Octobrain: Long-Term Memory for AI Assistants

You spend an hour debugging with Claude. You explore the codebase, make architectural decisions, find edge cases. You exit. The next session? You're explaining your project structure from scratch.

This isn't how AI should work. Research from Arize shows LLM performance degrades sharply past 100K tokens — even models advertising million-token windows. Diffray's testing found 11 of 12 models dropped below 50% accuracy at just 32K tokens. The "lost in the middle" effect buries information in long contexts. And Qodo's survey found 65% of developers cite missing context as their biggest barrier during refactoring.

The problem isn't that AI forgets. It's that we had no good way to make it remember.

Octobrain is long-term memory for AI assistants. It persists insights, decisions, and knowledge across sessions — not just within them. Today we're releasing version 0.5.0 with local file indexing, git-aware stale reference cleanup, and full MCP (Model Context Protocol) compliance.
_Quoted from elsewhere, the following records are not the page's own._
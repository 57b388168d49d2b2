//! Multiple-choice questionnaire (QCM) helpers.
//!
//! Generation itself is delegated to the language model; this module decides
//! how many items of each difficulty to ask for, builds the prompt, cleans up
//! whatever the model returned and derives the scoring block.

use serde::{Deserialize, Serialize};
use serde_json::Value;

use crate::error::CoreError;

/// Items per set when the request does not say.
pub const DEFAULT_QCM_COUNT: u32 = 10;

/// Upper bound on items per set.
pub const MAX_QCM_ITEMS: u32 = 50;

/// Minimum number of choices an item must carry.
pub const MIN_CHOICES: usize = 2;

#[derive(Debug, Clone, Copy, PartialEq, Eq, Hash, PartialOrd, Ord, Serialize, Deserialize)]
#[serde(rename_all = "lowercase")]
pub enum Difficulty {
    Easy,
    Medium,
    Hard,
}

impl Difficulty {
    pub const ALL: [Difficulty; 3] = [Difficulty::Easy, Difficulty::Medium, Difficulty::Hard];

    pub fn as_str(self) -> &'static str {
        match self {
            Difficulty::Easy => "easy",
            Difficulty::Medium => "medium",
            Difficulty::Hard => "hard",
        }
    }
}

/// Requested proportion of each difficulty. Weights need not sum to one.
#[derive(Debug, Clone, Copy, PartialEq, Serialize, Deserialize)]
pub struct DifficultyMix {
    #[serde(default)]
    pub easy: f64,
    #[serde(default)]
    pub medium: f64,
    #[serde(default)]
    pub hard: f64,
}

impl Default for DifficultyMix {
    fn default() -> Self {
        Self {
            easy: 0.3,
            medium: 0.5,
            hard: 0.2,
        }
    }
}

/// Item counts per difficulty.
#[derive(Debug, Clone, Copy, PartialEq, Eq, Default, Serialize, Deserialize)]
pub struct DifficultySplit {
    pub easy: u32,
    pub medium: u32,
    pub hard: u32,
}

impl DifficultySplit {
    pub fn total(&self) -> u32 {
        self.easy + self.medium + self.hard
    }

    fn slot(&mut self, difficulty: Difficulty) -> &mut u32 {
        match difficulty {
            Difficulty::Easy => &mut self.easy,
            Difficulty::Medium => &mut self.medium,
            Difficulty::Hard => &mut self.hard,
        }
    }
}

/// Split `count` items across difficulties with the largest-remainder
/// method. Ties on the remainder go to the easier difficulty.
pub fn split_counts(count: u32, mix: &DifficultyMix) -> Result<DifficultySplit, CoreError> {
    if count == 0 || count > MAX_QCM_ITEMS {
        return Err(CoreError::Validation(format!(
            "count must be between 1 and {MAX_QCM_ITEMS}"
        )));
    }
    let weights = [mix.easy, mix.medium, mix.hard];
    if weights.iter().any(|w| !w.is_finite() || *w < 0.0) {
        return Err(CoreError::Validation(
            "mix weights must be non-negative numbers".into(),
        ));
    }
    let sum: f64 = weights.iter().sum();
    if sum <= 0.0 {
        return Err(CoreError::Validation(
            "mix must give a positive weight to at least one difficulty".into(),
        ));
    }

    let mut split = DifficultySplit::default();
    let mut remainders = Vec::with_capacity(3);
    for (difficulty, weight) in Difficulty::ALL.into_iter().zip(weights) {
        let exact = f64::from(count) * weight / sum;
        let floor = exact.floor();
        *split.slot(difficulty) = floor as u32;
        remainders.push((difficulty, exact - floor));
    }

    // Stable sort keeps the easier difficulty first on equal remainders.
    remainders.sort_by(|a, b| b.1.total_cmp(&a.1));
    let missing = count - split.total();
    for (difficulty, _) in remainders.into_iter().take(missing as usize) {
        *split.slot(difficulty) += 1;
    }
    Ok(split)
}

/// One validated question.
#[derive(Debug, Clone, PartialEq, Serialize, Deserialize)]
pub struct QcmItem {
    pub question: String,
    pub choices: Vec<String>,
    /// Zero-based index into `choices`.
    pub answer_index: usize,
    #[serde(default, skip_serializing_if = "Option::is_none")]
    pub explanation: Option<String>,
    pub difficulty: Difficulty,
}

/// Keep the well-formed items of a model response, at most `count`.
///
/// Accepts either `{"items": [...]}` or a bare array. Items with an empty
/// question, fewer than [`MIN_CHOICES`] non-empty choices or an answer
/// index out of range are dropped.
pub fn sanitize_items(raw: &Value, count: u32) -> Vec<QcmItem> {
    let list = match raw {
        Value::Array(items) => items.as_slice(),
        Value::Object(map) => match map.get("items") {
            Some(Value::Array(items)) => items.as_slice(),
            _ => &[],
        },
        _ => &[],
    };

    list.iter()
        .filter_map(|v| serde_json::from_value::<QcmItem>(v.clone()).ok())
        .filter_map(|mut item| {
            item.question = item.question.trim().to_string();
            item.choices = item
                .choices
                .into_iter()
                .map(|c| c.trim().to_string())
                .collect();
            let well_formed = !item.question.is_empty()
                && item.choices.len() >= MIN_CHOICES
                && item.choices.iter().all(|c| !c.is_empty())
                && item.answer_index < item.choices.len();
            well_formed.then_some(item)
        })
        .take(count as usize)
        .collect()
}

/// Scoring block returned with a set.
#[derive(Debug, Clone, PartialEq, Serialize, Deserialize)]
pub struct Scoring {
    pub points_per_item: u32,
    pub total_points: u32,
    /// Half the total, rounded up.
    pub pass_mark: u32,
    pub by_difficulty: DifficultySplit,
}

pub fn build_scoring(items: &[QcmItem]) -> Scoring {
    let mut by_difficulty = DifficultySplit::default();
    for item in items {
        *by_difficulty.slot(item.difficulty) += 1;
    }
    let total_points = items.len() as u32;
    Scoring {
        points_per_item: 1,
        total_points,
        pass_mark: total_points.div_ceil(2),
        by_difficulty,
    }
}

pub const QCM_SYSTEM_PROMPT: &str = "Tu es un concepteur pédagogique pour l'enseignement \
secondaire en Côte d'Ivoire. Tu rédiges des questionnaires à choix multiples en français. \
Réponds uniquement avec un objet JSON de la forme {\"items\": [{\"question\": string, \
\"choices\": [string], \"answer_index\": number, \"explanation\": string, \
\"difficulty\": \"easy\"|\"medium\"|\"hard\"}]}.";

/// User prompt for one generation request.
pub fn build_user_prompt(subject: &str, grade: &str, theme: &str, split: &DifficultySplit) -> String {
    format!(
        "Matière : {subject}\nNiveau : {grade}\nThème : {theme}\n\
         Génère exactement {total} questions : {easy} easy, {medium} medium, {hard} hard. \
         Chaque question a 4 choix et une seule bonne réponse.",
        total = split.total(),
        easy = split.easy,
        medium = split.medium,
        hard = split.hard,
    )
}
//! Support for dashboard aggregation.
//!
//! A dashboard is a set of independent reads. Once the caller has been
//! authorized, a failing read must not sink the whole response: it falls
//! back to a default value and is logged.

use std::future::Future;

use chrono::{Days, NaiveDate, Utc};
use educ_core::attendance::rate_from_counts;
use educ_db::models::attendance::AttendanceCounts;

/// Attendance rates on dashboards cover this many days, today included.
pub const ATTENDANCE_WINDOW_DAYS: u64 = 30;

/// Await a non-critical sub-query, degrading to `fallback` on error.
pub async fn or_fallback<T, E, F>(label: &'static str, fallback: T, query: F) -> T
where
    F: Future<Output = Result<T, E>>,
    E: std::fmt::Display,
{
    match query.await {
        Ok(value) => value,
        Err(e) => {
            tracing::warn!(error = %e, sub_query = label, "Dashboard sub-query failed, using default");
            fallback
        }
    }
}

/// Like [`or_fallback`] with the type's default.
pub async fn or_default<T, E, F>(label: &'static str, query: F) -> T
where
    T: Default,
    F: Future<Output = Result<T, E>>,
    E: std::fmt::Display,
{
    or_fallback(label, T::default(), query).await
}

/// First day of the attendance window ending `today`.
pub fn window_start(today: NaiveDate) -> NaiveDate {
    today
        .checked_sub_days(Days::new(ATTENDANCE_WINDOW_DAYS - 1))
        .unwrap_or(today)
}

/// Today in UTC (Côte d'Ivoire runs on UTC all year).
pub fn today() -> NaiveDate {
    Utc::now().date_naive()
}

/// ISO weekday of `date` (1 = Monday .. 7 = Sunday), as stored in `schedules`.
pub fn iso_weekday(date: NaiveDate) -> i16 {
    use chrono::Datelike;
    date.weekday().number_from_monday() as i16
}

/// Attendance rate from aggregate counts, 100.0 when the query failed.
pub async fn attendance_rate<E, F>(label: &'static str, query: F) -> f64
where
    F: Future<Output = Result<AttendanceCounts, E>>,
    E: std::fmt::Display,
{
    match query.await {
        Ok(counts) => rate_from_counts(counts.total, counts.absent),
        Err(e) => {
            tracing::warn!(error = %e, sub_query = label, "Dashboard sub-query failed, using default");
            rate_from_counts(0, 0)
        }
    }
}

#[cfg(test)]
mod tests {
    use super::*;

    #[tokio::test]
    async fn failed_query_degrades_to_default() {
        let count: i64 = or_default("count", async { Err::<i64, _>("boom") }).await;
        assert_eq!(count, 0);

        let rate = attendance_rate("rate", async { Err::<AttendanceCounts, _>("boom") }).await;
        assert_eq!(rate, 100.0);
    }

    #[tokio::test]
    async fn successful_query_passes_through() {
        let count: i64 = or_default("count", async { Ok::<_, String>(7) }).await;
        assert_eq!(count, 7);

        let counts = AttendanceCounts {
            total: 10,
            absent: 2,
        };
        let rate = attendance_rate("rate", async { Ok::<_, String>(counts) }).await;
        assert_eq!(rate, 80.0);
    }

    #[test]
    fn window_covers_thirty_days() {
        let today = NaiveDate::from_ymd_opt(2026, 10, 17).unwrap();
        assert_eq!(window_start(today), NaiveDate::from_ymd_opt(2026, 9, 18).unwrap());
    }

    #[test]
    fn weekday_is_iso() {
        // 2026-10-14 is a Wednesday.
        assert_eq!(iso_weekday(NaiveDate::from_ymd_opt(2026, 10, 14).unwrap()), 3);
        assert_eq!(iso_weekday(NaiveDate::from_ymd_opt(2026, 10, 18).unwrap()), 7);
    }
}
//! Shared response envelope types for API handlers.

use serde::Serialize;

/// Standard `{ "data": T }` response envelope.
#[derive(Debug, Serialize)]
pub struct DataResponse<T: Serialize> {
    pub data: T,
}

/// `{ "success": true, ... }` envelope returned by mutation endpoints.
///
/// The payload is flattened next to `success`, so a payload struct with an
/// `attendance` field serializes as `{"success": true, "attendance": ...}`.
#[derive(Debug, Serialize)]
pub struct SuccessResponse<T: Serialize> {
    pub success: bool,
    #[serde(flatten)]
    pub payload: T,
}

impl<T: Serialize> SuccessResponse<T> {
    pub fn new(payload: T) -> Self {
        Self {
            success: true,
            payload,
        }
    }
}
What Octobrain Actually Does

Octobrain runs as an MCP server that exposes memory tools to any compatible client — Claude Desktop, Zed, Cursor, or anything that speaks MCP. It's also a CLI when you need direct control.

# Start the MCP server
octobrain mcp

# Or use it directly
octobrain memory memorize --title "API Pattern" \
  --content "Use REST for CRUD, GraphQL for complex queries" \
  --memory-type architecture --tags "api,design"

The server exposes seven tools: memorize, remember, forget, relate, auto_link, memory_graph, and knowledge_search. Your AI stores insights during conversation, retrieves them in future sessions, and explores connections between related memories.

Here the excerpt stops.